What to do.
Read the lines below, and copy any that contain the string "lost".
Supplied material Block Start
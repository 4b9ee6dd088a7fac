// Copyright 2021 Twitter, Inc.
// Licensed under the Apache License, Version 2.0
// http://www.apache.org/licenses/LICENSE-2.0

//! A bulk chaining hash table.
//!
//! The table is an array of cache-line sized buckets of eight 64-bit slots.
//! The first slot of the head bucket holds bucket metadata:
//!
//! ```text
//! ┌──────┬──────┬──────────────┬──────────────────────────────┐
//! │ LOCK │ CHAIN│  TIMESTAMP   │             CAS              │
//! │8 bit │8 bit │    16 bit    │            32 bit            │
//! └──────┴──────┴──────────────┴──────────────────────────────┘
//! ```
//!
//! Every other slot is either empty (zero) or holds an item info:
//!
//! ```text
//! ┌──────────┬──────┬──────────────────┬────────────────┐
//! │   TAG    │ FREQ │      SEG ID      │     OFFSET     │
//! │  12 bit  │8 bit │      24 bit      │     20 bit     │
//! └──────────┴──────┴──────────────────┴────────────────┘
//! ```
//!
//! The offset is stored in 8-byte units. The tag always has its lowest bit
//! set so that an occupied slot is never zero. When every slot in a chain is
//! full, the last slot of the final bucket is moved into a new overflow bucket
//! and replaced with a link to it. Links have a zero tag, which can never
//! match a lookup.
//!
//! All mutations lock the head bucket of the chain. Lookups do not lock,
//! except to reset the frequency counters at most once per second per
//! bucket. Frequency counters are updated with a compare-and-swap on the slot
//! and lost updates are tolerated.

use crate::*;

use ahash::RandomState;
use core::hash::{BuildHasher, Hasher};
use core::sync::atomic::{AtomicU64, AtomicUsize, Ordering};

const N_SLOT_PER_BUCKET: usize = 8;

// item info
const TAG_MASK: u64 = 0xFFF0_0000_0000_0000;
const FREQ_MASK: u64 = 0x000F_F000_0000_0000;
const SEG_ID_MASK: u64 = 0x0000_0FFF_FFF0_0000;
const OFFSET_MASK: u64 = 0x0000_0000_000F_FFFF;

const TAG_BIT: u64 = 0x0010_0000_0000_0000;
const FREQ_BIT_SHIFT: u64 = 44;
const SEG_ID_BIT_SHIFT: u64 = 20;
const OFFSET_UNIT_IN_BIT: u64 = 3;

// clears the "incremented this second" bit of the frequency
const CLEAR_FREQ_SMOOTH_MASK: u64 = 0xFFF7_FFFF_FFFF_FFFF;

// bucket info
const LOCK_MASK: u64 = 0xFF00_0000_0000_0000;
const BUCKET_CHAIN_LEN_MASK: u64 = 0x00FF_0000_0000_0000;
const TS_MASK: u64 = 0x0000_FFFF_0000_0000;
const CAS_MASK: u64 = 0x0000_0000_FFFF_FFFF;

const LOCKED: u64 = 0x0100_0000_0000_0000;
const BUCKET_CHAIN_LEN_BIT_SHIFT: u64 = 48;
const TS_BIT_SHIFT: u64 = 32;

const MAX_FREQ: u64 = 127;

#[inline]
fn tag_from_hash(hash: u64) -> u64 {
    (hash & TAG_MASK) | TAG_BIT
}

#[inline]
pub(crate) fn build_item_info(tag: u64, seg_id: u32, offset: u32) -> u64 {
    debug_assert_eq!(offset % 8, 0);
    tag | ((seg_id as u64) << SEG_ID_BIT_SHIFT) | ((offset as u64) >> OFFSET_UNIT_IN_BIT)
}

#[inline]
fn get_tag(info: u64) -> u64 {
    info & TAG_MASK
}

#[inline]
fn get_freq(info: u64) -> u64 {
    (info & FREQ_MASK) >> FREQ_BIT_SHIFT
}

#[inline]
fn get_seg_id(info: u64) -> u32 {
    ((info & SEG_ID_MASK) >> SEG_ID_BIT_SHIFT) as u32
}

#[inline]
fn get_offset(info: u64) -> u32 {
    ((info & OFFSET_MASK) << OFFSET_UNIT_IN_BIT) as u32
}

#[inline]
fn clear_freq(info: u64) -> u64 {
    info & !FREQ_MASK
}

#[inline]
fn is_link(value: u64) -> bool {
    value != 0 && get_tag(value) == 0
}

#[inline]
fn chain_len(info: u64) -> u64 {
    ((info & BUCKET_CHAIN_LEN_MASK) >> BUCKET_CHAIN_LEN_BIT_SHIFT) + 1
}

#[inline]
fn get_ts(info: u64) -> u64 {
    (info & TS_MASK) >> TS_BIT_SHIFT
}

#[inline]
fn get_cas(info: u64) -> u32 {
    (info & CAS_MASK) as u32
}

#[repr(C, align(64))]
struct HashBucket {
    data: [AtomicU64; N_SLOT_PER_BUCKET],
}

impl HashBucket {
    fn new() -> Self {
        Self {
            data: Default::default(),
        }
    }

    fn info(&self) -> &AtomicU64 {
        &self.data[0]
    }
}

/// Holds the lock bit of a head bucket and releases it on drop.
struct BucketLock<'a> {
    info: &'a AtomicU64,
    bump_cas: bool,
}

impl<'a> BucketLock<'a> {
    fn incr_chain_len(&self) {
        let info = self.info.load(Ordering::Acquire);
        let len = chain_len(info);
        let info = (info & !BUCKET_CHAIN_LEN_MASK) | (len << BUCKET_CHAIN_LEN_BIT_SHIFT);
        self.info.store(info, Ordering::Release);
        trace!("increased bucket chain to len {}", len + 1);
    }

    fn set_ts(&self, ts: u64) {
        let info = self.info.load(Ordering::Acquire);
        self.info
            .store((info & !TS_MASK) | (ts << TS_BIT_SHIFT), Ordering::Release);
    }
}

impl<'a> Drop for BucketLock<'a> {
    fn drop(&mut self) {
        // only the lock holder writes the info word
        let mut info = self.info.load(Ordering::Acquire) & !LOCK_MASK;
        if self.bump_cas {
            info = (info & !CAS_MASK) | ((info + 1) & CAS_MASK);
        }
        self.info.store(info, Ordering::Release);
    }
}

/// Summary of hash table occupancy.
#[derive(Debug, Default, Clone, Copy, PartialEq, Eq)]
pub(crate) struct HashStats {
    pub items: usize,
    pub buckets: usize,
}

pub(crate) struct HashTable {
    hash_builder: Box<RandomState>,
    mask: u64,
    data: Box<[HashBucket]>,
    overflow: Box<[HashBucket]>,
    next_overflow: AtomicUsize,
}
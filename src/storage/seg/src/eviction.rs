// Copyright 2021 Twitter, Inc.
// Licensed under the Apache License, Version 2.0
// http://www.apache.org/licenses/LICENSE-2.0

//! Victim selection for segment eviction.
//!
//! Selection is optimistic: it reads segment headers without locks and the
//! chosen segment may be claimed by another thread before it can be
//! reclaimed. The caller handles that by retrying with a fresh selection.

use crate::*;

use std::sync::Arc;

/// Upper bound on the number of segments claimed for a single merge.
pub(crate) const N_MAX_SEG_MERGE: usize = 8;

/// Chooses a segment to evict from the segments which are currently eligible.
pub trait VictimSelector: Send + Sync {
    /// `candidates` holds a snapshot of every segment which is sealed,
    /// accessible, and not currently claimed. Return the id of the segment to
    /// evict, or `None` to refuse eviction.
    fn select(&self, candidates: &[SegmentInfo]) -> Option<u32>;
}

/// Policies define the eviction strategy to be used when no free segments
/// are available.
#[derive(Clone, Default)]
pub enum Policy {
    /// No eviction. When all the segments are full, inserts will fail until
    /// segments are freed by TTL expiration.
    None,
    /// Segment random eviction. Selects a random segment and evicts it.
    #[default]
    Random,
    /// FIFO segment eviction. Selects the oldest segment and evicts it.
    Fifo,
    /// Closest to expiration. Selects the segment that would expire first and
    /// evicts it.
    Cte,
    /// Least utilized segment. Selects the segment with the fewest live bytes
    /// and evicts it.
    Util,
    /// Merge-based eviction. Combines consecutive mature segments within a TTL
    /// bucket into one, keeping only the most frequently accessed items.
    ///
    /// `max` is the most segments claimed for a single merge, and `merge` is
    /// the target number of segments combined into one, which sets the share
    /// of bytes kept from each source to roughly `1 / merge`.
    Merge { max: usize, merge: usize },
    /// Delegates selection to an external policy.
    Custom(Arc<dyn VictimSelector>),
}

impl std::fmt::Debug for Policy {
    fn fmt(&self, f: &mut std::fmt::Formatter<'_>) -> std::fmt::Result {
        match self {
            Self::None => write!(f, "None"),
            Self::Random => write!(f, "Random"),
            Self::Fifo => write!(f, "Fifo"),
            Self::Cte => write!(f, "Cte"),
            Self::Util => write!(f, "Util"),
            Self::Merge { max, merge } => f
                .debug_struct("Merge")
                .field("max", max)
                .field("merge", merge)
                .finish(),
            Self::Custom(_) => write!(f, "Custom"),
        }
    }
}

pub(crate) struct Eviction {
    policy: Policy,
}

impl Eviction {
    pub(crate) fn new(policy: Policy) -> Result<Self, SegError> {
        if let Policy::Merge { max, merge } = policy {
            if merge < 2 || max < merge || max > N_MAX_SEG_MERGE {
                return Err(SegError::Config(
                    "merge eviction needs 2 <= merge <= max <= 8",
                ));
            }
        }
        Ok(Self { policy })
    }

    pub(crate) fn policy(&self) -> &Policy {
        &self.policy
    }

    /// Returns the `(max, merge)` parameters if merge eviction is in use.
    pub(crate) fn merge(&self) -> Option<(usize, usize)> {
        match self.policy {
            Policy::Merge { max, merge } => Some((max, merge)),
            _ => None,
        }
    }

    /// A segment can be picked for eviction if it is sealed (not the tail of
    /// its chain), readable, and not claimed by another thread.
    fn is_candidate(header: &SegmentHeader) -> bool {
        header.is_evictable() && header.is_accessible() && header.next().is_some()
    }

    /// Pick a victim. Returns `None` if the policy refuses to evict or no
    /// segment is eligible.
    pub(crate) fn select(&self, segments: &Segments) -> Option<u32> {
        let headers = segments.headers();
        let candidates = headers.iter().filter(|h| Self::is_candidate(h));

        match &self.policy {
            Policy::None | Policy::Merge { .. } => None,
            Policy::Random => {
                let start = (random_u64() % headers.len() as u64) as usize;
                headers[start..]
                    .iter()
                    .chain(headers[..start].iter())
                    .find(|h| Self::is_candidate(h))
                    .map(|h| h.id())
            }
            Policy::Fifo => candidates.min_by_key(|h| h.create_at()).map(|h| h.id()),
            Policy::Cte => candidates
                .min_by_key(|h| h.create_at().saturating_add(h.ttl()))
                .map(|h| h.id()),
            Policy::Util => candidates.min_by_key(|h| h.occupied()).map(|h| h.id()),
            Policy::Custom(selector) => {
                let snapshot: Vec<SegmentInfo> = candidates.map(|h| h.info()).collect();
                let id = selector.select(&snapshot)?;
                if (id as usize) < headers.len() {
                    Some(id)
                } else {
                    warn!("victim selector returned invalid segment {}", id);
                    None
                }
            }
        }
    }
}

#[cfg(test)]
mod tests {
    use super::*;

    // two chains of two segments each: 0 -> 1 with a short ttl and 2 -> 3
    // with a long ttl, created at 10, 9, 8, 7. segments 1 and 3 are tails.
    fn chained() -> (Segments, TtlBuckets) {
        let pool = datatier::Memory::create(4 * 1024, false).expect("failed to create pool");
        let segments = Segments::new(Box::new(pool), 1024, 0).expect("failed to create arena");
        let buckets = TtlBuckets::new();
        {
            let mut arena = segments.lock();
            for i in 0..4 {
                let id = segments
                    .take_free(&mut arena, true)
                    .expect("no free segment");
                let bucket = buckets.for_ttl(if i < 2 { 100 } else { 1000 });
                segments.init(id, bucket.ttl(), 10 - i);
                buckets.link_tail(&segments, bucket, id, &arena);
                segments.header(id).set_evictable(true);
            }
        }
        (segments, buckets)
    }

    #[test]
    fn merge_parameters() {
        assert!(Eviction::new(Policy::Merge { max: 8, merge: 4 }).is_ok());
        assert!(Eviction::new(Policy::Merge { max: 3, merge: 4 }).is_err());
        assert!(Eviction::new(Policy::Merge { max: 9, merge: 4 }).is_err());
        assert!(Eviction::new(Policy::Merge { max: 8, merge: 1 }).is_err());
    }

    #[test]
    fn none_refuses() {
        let (segments, _buckets) = chained();
        let eviction = Eviction::new(Policy::None).expect("bad policy");
        assert_eq!(eviction.select(&segments), None);
    }

    #[test]
    fn fifo_and_cte() {
        let (segments, _buckets) = chained();

        // tails are never picked, so the oldest candidate is segment 2
        let eviction = Eviction::new(Policy::Fifo).expect("bad policy");
        assert_eq!(eviction.select(&segments), Some(2));

        // segment 0 expires at 10 + 97, segment 2 at 8 + 1001
        let eviction = Eviction::new(Policy::Cte).expect("bad policy");
        assert_eq!(eviction.select(&segments), Some(0));
    }

    #[test]
    fn skips_claimed_segments() {
        let (segments, _buckets) = chained();
        let eviction = Eviction::new(Policy::Random).expect("bad policy");
        segments.header(0).set_evictable(false);
        for _ in 0..16 {
            assert_eq!(eviction.select(&segments), Some(2));
        }
        segments.header(2).set_evictable(false);
        assert_eq!(eviction.select(&segments), None);
    }

    struct Highest;

    impl VictimSelector for Highest {
        fn select(&self, candidates: &[SegmentInfo]) -> Option<u32> {
            candidates.iter().map(|c| c.id).max()
        }
    }

    #[test]
    fn custom_selector() {
        let (segments, _buckets) = chained();
        let eviction = Eviction::new(Policy::Custom(Arc::new(Highest))).expect("bad policy");
        assert_eq!(eviction.select(&segments), Some(2));
    }
}
// Copyright 2022 Twitter, Inc.
// Licensed under the Apache License, Version 2.0
// http://www.apache.org/licenses/LICENSE-2.0

// All metrics for the Seg crate

use metriken::*;

// segment related
#[metric(name = "segment_request", description = "number of segment allocation attempts")]
pub static SEGMENT_REQUEST: Counter = Counter::new();

#[metric(name = "segment_request_failure", description = "number of segment allocation attempts which failed")]
pub static SEGMENT_REQUEST_FAILURE: Counter = Counter::new();

#[metric(name = "segment_request_success", description = "number of segment allocation attempts which were successful")]
pub static SEGMENT_REQUEST_SUCCESS: Counter = Counter::new();

#[metric(name = "segment_evict", description = "number of segments evicted")]
pub static SEGMENT_EVICT: Counter = Counter::new();

#[metric(name = "segment_evict_ex", description = "number of segments which could not be claimed for reclamation")]
pub static SEGMENT_EVICT_EX: Counter = Counter::new();

#[metric(name = "segment_evict_retry", description = "number of reclamations which needed a second scrub pass")]
pub static SEGMENT_EVICT_RETRY: Counter = Counter::new();

#[metric(name = "segment_return", description = "total number of segments returned to the free pool")]
pub static SEGMENT_RETURN: Counter = Counter::new();

#[metric(name = "segment_merge", description = "total number of segments merged")]
pub static SEGMENT_MERGE: Counter = Counter::new();

#[metric(name = "segment_merge_empty", description = "number of merges which found no live items")]
pub static SEGMENT_MERGE_EMPTY: Counter = Counter::new();

#[metric(name = "segment_expire", description = "total number of segments expired")]
pub static SEGMENT_EXPIRE: Counter = Counter::new();

#[metric(name = "segment_free", description = "current number of free segments")]
pub static SEGMENT_FREE: Gauge = Gauge::new();

#[metric(name = "segment_current", description = "current total number of segments")]
pub static SEGMENT_CURRENT: Gauge = Gauge::new();

// hash table related
#[metric(name = "hash_tag_collision", description = "number of partial hash collisions")]
pub static HASH_TAG_COLLISION: Counter = Counter::new();

#[metric(name = "hash_insert", description = "number of inserts into the hash table")]
pub static HASH_INSERT: Counter = Counter::new();

#[metric(name = "hash_insert_ex", description = "number of hash table inserts which failed, likely due to capacity")]
pub static HASH_INSERT_EX: Counter = Counter::new();

#[metric(name = "hash_remove", description = "number of hash table entries which have been removed")]
pub static HASH_REMOVE: Counter = Counter::new();

#[metric(name = "hash_relink", description = "number of attempts to repoint a hash table entry")]
pub static HASH_RELINK: Counter = Counter::new();

#[metric(name = "hash_lookup", description = "total number of lookups against the hash table")]
pub static HASH_LOOKUP: Counter = Counter::new();

#[metric(name = "hash_bucket_alloc", description = "number of overflow buckets chained onto the hash table")]
pub static HASH_BUCKET_ALLOC: Counter = Counter::new();

// item related
#[metric(name = "item_allocate", description = "number of times items have been allocated")]
pub static ITEM_ALLOCATE: Counter = Counter::new();

#[metric(name = "item_allocate_ex", description = "number of item allocations which failed")]
pub static ITEM_ALLOCATE_EX: Counter = Counter::new();

#[metric(name = "item_replace", description = "number of times items have been replaced")]
pub static ITEM_REPLACE: Counter = Counter::new();

#[metric(name = "item_delete", description = "number of items removed from the hash table")]
pub static ITEM_DELETE: Counter = Counter::new();

#[metric(name = "item_evict", description = "number of items removed due to eviction or expiration")]
pub static ITEM_EVICT: Counter = Counter::new();

#[metric(name = "item_compacted", description = "number of items copied forward by merging")]
pub static ITEM_COMPACTED: Counter = Counter::new();

#[metric(name = "item_discarded", description = "number of items dropped by merging")]
pub static ITEM_DISCARDED: Counter = Counter::new();

#[metric(name = "item_relink_stale", description = "number of copied items which were superseded before relinking")]
pub static ITEM_RELINK_STALE: Counter = Counter::new();
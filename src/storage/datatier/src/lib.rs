// Copyright 2022 Twitter, Inc.
// Licensed under the Apache License, Version 2.0
// http://www.apache.org/licenses/LICENSE-2.0

//! Byte arenas used as the backing memory for segment storage.
//!
//! A datapool is one contiguous, page-aligned region. [`Memory`] is an
//! anonymous mapping which is lost on exit. [`MmapFile`] maps a file which
//! starts with a one page [`Header`], so an arena which was flushed on a clean
//! shutdown can be opened again and verified.

use blake3::Hash;
use core::ops::Range;
use std::fs::OpenOptions;
use std::io::Error;
use std::path::Path;
use std::time::{SystemTime, UNIX_EPOCH};

use memmap2::{MmapMut, MmapOptions};

const PAGE_SIZE: usize = 4096;
const HEADER_SIZE: usize = core::mem::size_of::<Header>();
const MAGIC: [u8; 8] = *b"SEGARENA";

// NOTE: this must be incremented if there are breaking changes to the on-disk
// format
const VERSION: u64 = 1;

mod memory;
mod mmap_file;

pub use memory::Memory;
pub use mmap_file::MmapFile;

/// The datapool trait defines the abstraction that each datapool implementation
/// should conform to.
#[allow(clippy::len_without_is_empty)]
pub trait Datapool: Send {
    /// Immutable borrow of the data within the datapool
    fn as_slice(&self) -> &[u8];

    /// Mutable borrow of the data within the datapool
    fn as_mut_slice(&mut self) -> &mut [u8];

    /// Performs any actions necessary to persist the data to the backing store.
    /// This may be a no-op for datapools which cannot persist data.
    fn flush(&mut self) -> Result<(), std::io::Error>;

    fn len(&self) -> usize {
        self.as_slice().len()
    }
}

/// Round `size` bytes up to a whole number of pages.
fn page_align(size: usize) -> usize {
    size.div_ceil(PAGE_SIZE) * PAGE_SIZE
}

/// Touch one byte in every page so that the whole range is faulted in.
fn prefault(region: &mut [u8]) {
    let mut offset = 0;
    while offset < region.len() {
        region[offset] = 0;
        offset += PAGE_SIZE;
    }
}

// NOTE: make sure this is a whole number of pages and that all fields which are
// accessed are properly aligned to avoid undefined behavior.
/// The first page of a file-backed datapool.
#[repr(C, packed)]
pub struct Header {
    checksum: [u8; 32],
    magic: [u8; 8],
    version: u64,
    user_version: u64,
    data_size: u64,
    flushed_at: u64,
    _pad: [u8; 4024],
}

impl Header {
    fn new(user_version: u64, data_size: usize) -> Self {
        let flushed_at = SystemTime::now()
            .duration_since(UNIX_EPOCH)
            .map(|d| d.as_secs())
            .unwrap_or(0);

        Self {
            checksum: [0; 32],
            magic: MAGIC,
            version: VERSION,
            user_version,
            data_size: data_size as u64,
            flushed_at,
            _pad: [0; 4024],
        }
    }

    /// Copy a header out of the first page of a mapping.
    fn read_from(bytes: &[u8]) -> Self {
        debug_assert!(bytes.len() >= HEADER_SIZE);
        // SAFETY: the header is plain old data, packed, and the source holds
        // at least HEADER_SIZE bytes
        unsafe { core::ptr::read_unaligned(bytes.as_ptr() as *const Header) }
    }

    fn as_bytes(&self) -> &[u8] {
        unsafe { std::slice::from_raw_parts((self as *const Header) as *const u8, HEADER_SIZE) }
    }

    fn set_checksum(&mut self, hash: Hash) {
        self.checksum.copy_from_slice(&hash.as_bytes()[0..32]);
    }

    fn zero_checksum(&mut self) {
        self.checksum = [0; 32];
    }

    /// Checksum over the header, with a zeroed checksum field, followed by
    /// the data region.
    fn digest(&self, data: &[u8]) -> Hash {
        let mut header = Header::read_from(self.as_bytes());
        header.zero_checksum();

        let mut hasher = blake3::Hasher::new();
        hasher.update(header.as_bytes());
        hasher.update(data);
        hasher.finalize()
    }

    fn check(&self, user_version: u64, data_size: usize) -> Result<(), std::io::Error> {
        if self.magic != MAGIC {
            return Err(Error::other("header is not recognized"));
        }
        let version = self.version;
        if version != VERSION {
            return Err(Error::other("file has incompatible version"));
        }
        let stored = self.user_version;
        if stored != user_version {
            return Err(Error::other("user version mismatch"));
        }
        let stored = self.data_size;
        if stored != data_size as u64 {
            return Err(Error::other("data size mismatch"));
        }
        Ok(())
    }

    /// The layout version of the data, as given by the owner of the pool.
    pub fn user_version(&self) -> u64 {
        self.user_version
    }

    /// Seconds since the unix epoch at which the pool was last flushed.
    pub fn flushed_at(&self) -> u64 {
        self.flushed_at
    }
}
Supplied material Block End
Expected answer.
//! and lost updates are tolerated.
//! anonymous mapping which is lost on exit. [`MmapFile`] maps a file which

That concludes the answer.